Dataset entries —
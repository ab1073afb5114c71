//! Device agent: serves hub control connections.
//!
//! Each accepted connection is split into a read loop and a writer task.
//! The read loop decodes commands and hands each one to its own task, so a
//! slow `start_recording` does not hold up a `time_sync` probe. Replies,
//! forwarded events and heartbeats all funnel through the writer task, which
//! is the only code that touches the write half.
//!
//! ```text
//! hub ──cmd──▶ read loop ──spawn──▶ handle() ──reply──┐
//!                                                     ▼
//! hub ◀────────────────────────────────────────── writer ◀── events / heartbeat
//! ```

use serde_json::json;
use std::sync::atomic::{AtomicU16, Ordering};
use std::sync::Arc;
use std::time::Duration;
use tandem_core::{Clock, MonotonicClock};
use tandem_types::{
    read_message, write_message, Ack, Capabilities, CodecError, Command, ControlMessage, ErrorCode,
    Event, Framing, Heartbeat, Request, SessionId,
};
use tokio::io::{AsyncRead, AsyncWrite, AsyncWriteExt, BufReader};
use tokio::net::{TcpListener, UdpSocket};
use tokio::sync::{broadcast, mpsc};
use tokio::time::Interval;

use crate::capture::CaptureResource;
use crate::config::AgentConfig;
use crate::error::AgentError;
use crate::events::{EventPublisher, DEFAULT_EVENT_BUFFER};
use crate::recorder::RecorderHandle;
use crate::time_echo::run_time_echo;
use crate::transfer::{send_session, SendRequest};

struct AgentShared {
    config: AgentConfig,
    clock: Arc<dyn Clock>,
    recorder: RecorderHandle,
    events: EventPublisher,
    /// Port the control listener actually bound, `0` until `serve` runs.
    service_port: AtomicU16,
}

/// A device endpoint that accepts hub connections and records on command.
#[derive(Clone)]
pub struct DeviceAgent {
    shared: Arc<AgentShared>,
}

impl DeviceAgent {
    /// Create an agent using a monotonic clock.
    ///
    /// Spawns the recorder task, so this must be called inside a tokio
    /// runtime.
    pub fn new(config: AgentConfig, resources: Vec<Box<dyn CaptureResource>>) -> Self {
        Self::with_clock(config, resources, Arc::new(MonotonicClock::new()))
    }

    /// Create an agent with an explicit time source.
    pub fn with_clock(
        config: AgentConfig,
        resources: Vec<Box<dyn CaptureResource>>,
        clock: Arc<dyn Clock>,
    ) -> Self {
        let events = EventPublisher::new(&config.device_id, DEFAULT_EVENT_BUFFER);
        let recorder = RecorderHandle::spawn(resources, config.data_dir.clone(), events.clone());
        Self {
            shared: Arc::new(AgentShared {
                service_port: AtomicU16::new(config.listen_addr.port()),
                config,
                clock,
                recorder,
                events,
            }),
        }
    }

    /// Agent configuration.
    pub fn config(&self) -> &AgentConfig {
        &self.shared.config
    }

    /// Time source used for every timestamp this agent reports.
    pub fn clock(&self) -> Arc<dyn Clock> {
        self.shared.clock.clone()
    }

    /// Publisher for events forwarded to connected hubs.
    pub fn events(&self) -> EventPublisher {
        self.shared.events.clone()
    }

    /// Handle to the recorder task.
    pub fn recorder(&self) -> RecorderHandle {
        self.shared.recorder.clone()
    }

    /// Bind the configured address and serve until an accept error.
    pub async fn run(&self) -> Result<(), AgentError> {
        let listener = TcpListener::bind(self.shared.config.listen_addr).await?;
        self.serve(listener).await
    }

    /// Serve hub connections on an already-bound listener.
    pub async fn serve(&self, listener: TcpListener) -> Result<(), AgentError> {
        let local = listener.local_addr()?;
        self.shared.service_port.store(local.port(), Ordering::Relaxed);
        tracing::info!(
            "Device {} listening on {}",
            self.shared.config.device_id,
            local
        );

        if let Some(addr) = self.shared.config.time_echo_addr {
            let socket = UdpSocket::bind(addr).await?;
            let clock = self.shared.clock.clone();
            tokio::spawn(async move {
                if let Err(e) = run_time_echo(socket, clock).await {
                    tracing::error!("Time echo stopped: {}", e);
                }
            });
        }

        loop {
            let (stream, peer) = listener.accept().await?;
            tracing::info!("Hub connected from {}", peer);
            if let Err(e) = stream.set_nodelay(true) {
                tracing::debug!("Failed to set nodelay for {}: {}", peer, e);
            }
            let agent = self.clone();
            tokio::spawn(async move {
                match agent.serve_connection(stream).await {
                    Ok(()) => tracing::info!("Hub {} disconnected", peer),
                    Err(e) => tracing::warn!("Connection from {} dropped: {}", peer, e),
                }
            });
        }
    }

    /// Serve one control connection until the hub closes it.
    ///
    /// A malformed frame ends the connection with an error.
    pub async fn serve_connection<S>(&self, stream: S) -> Result<(), AgentError>
    where
        S: AsyncRead + AsyncWrite + Send + 'static,
    {
        let config = &self.shared.config;
        let (read_half, write_half) = tokio::io::split(stream);
        let mut reader = BufReader::new(read_half);
        let (reply_tx, reply_rx) = mpsc::channel::<ControlMessage>(64);

        let writer = tokio::spawn(write_loop(
            write_half,
            reply_rx,
            self.shared.events.subscribe(),
            config.heartbeat_interval,
            config.device_id.clone(),
            self.shared.clock.clone(),
            config.framing,
        ));

        let result = loop {
            match read_message(&mut reader, config.max_frame_len).await {
                Ok(ControlMessage::Command(cmd)) => {
                    let received_ns = self.shared.clock.now_ns();
                    let agent = self.clone();
                    let reply_tx = reply_tx.clone();
                    tokio::spawn(async move {
                        let reply = agent.handle(cmd, received_ns).await;
                        let _ = reply_tx.send(reply).await;
                    });
                }
                Ok(other) => {
                    tracing::debug!("Ignoring {} message from hub", other.kind());
                }
                Err(CodecError::Closed) => break Ok(()),
                Err(e) => break Err(AgentError::from(e)),
            }
        };

        drop(reply_tx);
        writer.abort();
        result
    }

    fn capabilities(&self) -> Capabilities {
        let config = &self.shared.config;
        Capabilities {
            device_id: config.device_id.clone(),
            device_model: config.device_model.clone(),
            android_sdk: config.android_sdk,
            service_port: Some(self.shared.service_port.load(Ordering::Relaxed)),
            has_rgb: config.has_rgb,
            has_thermal: config.has_thermal,
            has_gsr: config.has_gsr,
            cameras: config.cameras.clone(),
        }
    }

    async fn handle(&self, cmd: Command, received_ns: i64) -> ControlMessage {
        let id = cmd.id;
        let request = match Request::try_from(&cmd) {
            Ok(request) => request,
            Err(e) => {
                tracing::warn!("Rejecting command {}: {}", id, e);
                return ControlMessage::error(id, e.code(), e.to_string());
            }
        };
        tracing::debug!("Command {} ({})", id, request.name());

        match request {
            Request::QueryCapabilities => {
                let caps = serde_json::to_value(self.capabilities()).unwrap_or_default();
                ControlMessage::Ack(Ack::ok(id).with_field("capabilities", caps))
            }
            Request::TimeSync { seq, .. } => {
                let mut ack = Ack::ok(id)
                    .with_field("t1", received_ns)
                    .with_field("t2", self.shared.clock.now_ns());
                if let Some(seq) = seq {
                    ack = ack.with_field("seq", seq);
                }
                ControlMessage::Ack(ack)
            }
            Request::StartRecording { session_id } => {
                if !session_id.trim().is_empty() && SessionId::parse(&session_id).is_none() {
                    return ControlMessage::error(
                        id,
                        ErrorCode::BadParam,
                        format!("invalid session id: {session_id:?}"),
                    );
                }
                self.shared
                    .recorder
                    .start(id, session_id)
                    .await
                    .unwrap_or_else(|e| recorder_gone(id, e))
            }
            Request::StopRecording => self
                .shared
                .recorder
                .stop(id)
                .await
                .unwrap_or_else(|e| recorder_gone(id, e)),
            Request::FlashSync => {
                let ts = self.shared.clock.now_ns();
                tracing::info!("Flash sync at {}", ts);
                ControlMessage::Ack(Ack::ok(id).with_field("ts", ts))
            }
            Request::TransferFiles {
                host,
                port,
                session_id,
            } => self.start_transfer(id, host, port, session_id).await,
        }
    }

    async fn start_transfer(
        &self,
        id: u64,
        host: String,
        port: u16,
        session_id: String,
    ) -> ControlMessage {
        if SessionId::parse(&session_id).is_none() {
            return ControlMessage::error(
                id,
                ErrorCode::BadParam,
                format!("invalid session id: {session_id:?}"),
            );
        }
        if host.trim().is_empty() || port == 0 {
            return ControlMessage::error(id, ErrorCode::BadParam, "host and port are required");
        }

        match self.shared.recorder.state().await {
            Ok(state) if !state.is_idle() && state.session_id() == Some(session_id.as_str()) => {
                return ControlMessage::error(
                    id,
                    ErrorCode::RecordingActive,
                    format!("session {session_id} is still recording"),
                );
            }
            Ok(_) => {}
            Err(e) => return recorder_gone(id, e),
        }

        let config = &self.shared.config;
        let dir = config.session_dir(&session_id);
        let is_dir = tokio::fs::metadata(&dir)
            .await
            .map(|m| m.is_dir())
            .unwrap_or(false);
        if !is_dir {
            return ControlMessage::error(
                id,
                ErrorCode::StorageError,
                format!("no data for session {session_id}"),
            );
        }

        let request = SendRequest {
            dir,
            host,
            port,
            session_id: session_id.clone(),
            device_id: config.device_id.clone(),
            connect_timeout: config.transfer_connect_timeout,
            write_timeout: config.transfer_write_timeout,
        };
        let events = self.shared.events.clone();
        tokio::spawn(async move {
            let target = format!("{}:{}", request.host, request.port);
            match send_session(request).await {
                Ok(bytes) => {
                    events.publish_named(
                        "transfer_complete",
                        json!({ "session_id": session_id, "bytes": bytes }),
                    );
                }
                Err(e) => {
                    tracing::error!("Transfer of {} to {} failed: {}", session_id, target, e);
                    events.publish_named(
                        "transfer_failed",
                        json!({ "session_id": session_id, "error": e.to_string() }),
                    );
                }
            }
        });

        ControlMessage::Ack(Ack::ok(id))
    }
}

fn recorder_gone(id: u64, e: AgentError) -> ControlMessage {
    tracing::error!("Command {} failed: {}", id, e);
    ControlMessage::error(id, ErrorCode::SensorError, e.to_string())
}

async fn next_heartbeat(interval: &mut Option<Interval>) {
    match interval {
        Some(interval) => {
            interval.tick().await;
        }
        None => std::future::pending::<()>().await,
    }
}

async fn write_loop<W>(
    mut writer: W,
    mut replies: mpsc::Receiver<ControlMessage>,
    mut events: broadcast::Receiver<Event>,
    heartbeat: Option<Duration>,
    device_id: String,
    clock: Arc<dyn Clock>,
    framing: Framing,
) -> Result<(), CodecError>
where
    W: AsyncWrite + Unpin,
{
    let mut heartbeat = heartbeat.map(|period| {
        let mut interval = tokio::time::interval_at(tokio::time::Instant::now() + period, period);
        interval.set_missed_tick_behavior(tokio::time::MissedTickBehavior::Delay);
        interval
    });

    loop {
        let msg = tokio::select! {
            reply = replies.recv() => match reply {
                Some(reply) => reply,
                None => break,
            },
            event = events.recv() => match event {
                Ok(event) => ControlMessage::Event(event),
                Err(broadcast::error::RecvError::Lagged(n)) => {
                    tracing::warn!("Hub link lagging, dropped {} events", n);
                    continue;
                }
                Err(broadcast::error::RecvError::Closed) => continue,
            },
            _ = next_heartbeat(&mut heartbeat) => {
                let beat = Heartbeat {
                    device_id: device_id.clone(),
                    ts: clock.now_ns(),
                };
                match Event::new(Heartbeat::NAME, &beat) {
                    Ok(event) => ControlMessage::Event(event),
                    Err(_) => continue,
                }
            }
        };

        if let Err(e) = write_message(&mut writer, &msg, framing).await {
            tracing::debug!("Control write failed: {}", e);
            return Err(e);
        }
    }

    let _ = writer.shutdown().await;
    Ok(())
}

WHAT IS REQUIRED — Search the records for the string "target" and report each line that has it.

EXERCISE ANSWER —
            let target = format!("{}:{}", request.host, request.port);
                    tracing::error!("Transfer of {} to {} failed: {}", session_id, target, e);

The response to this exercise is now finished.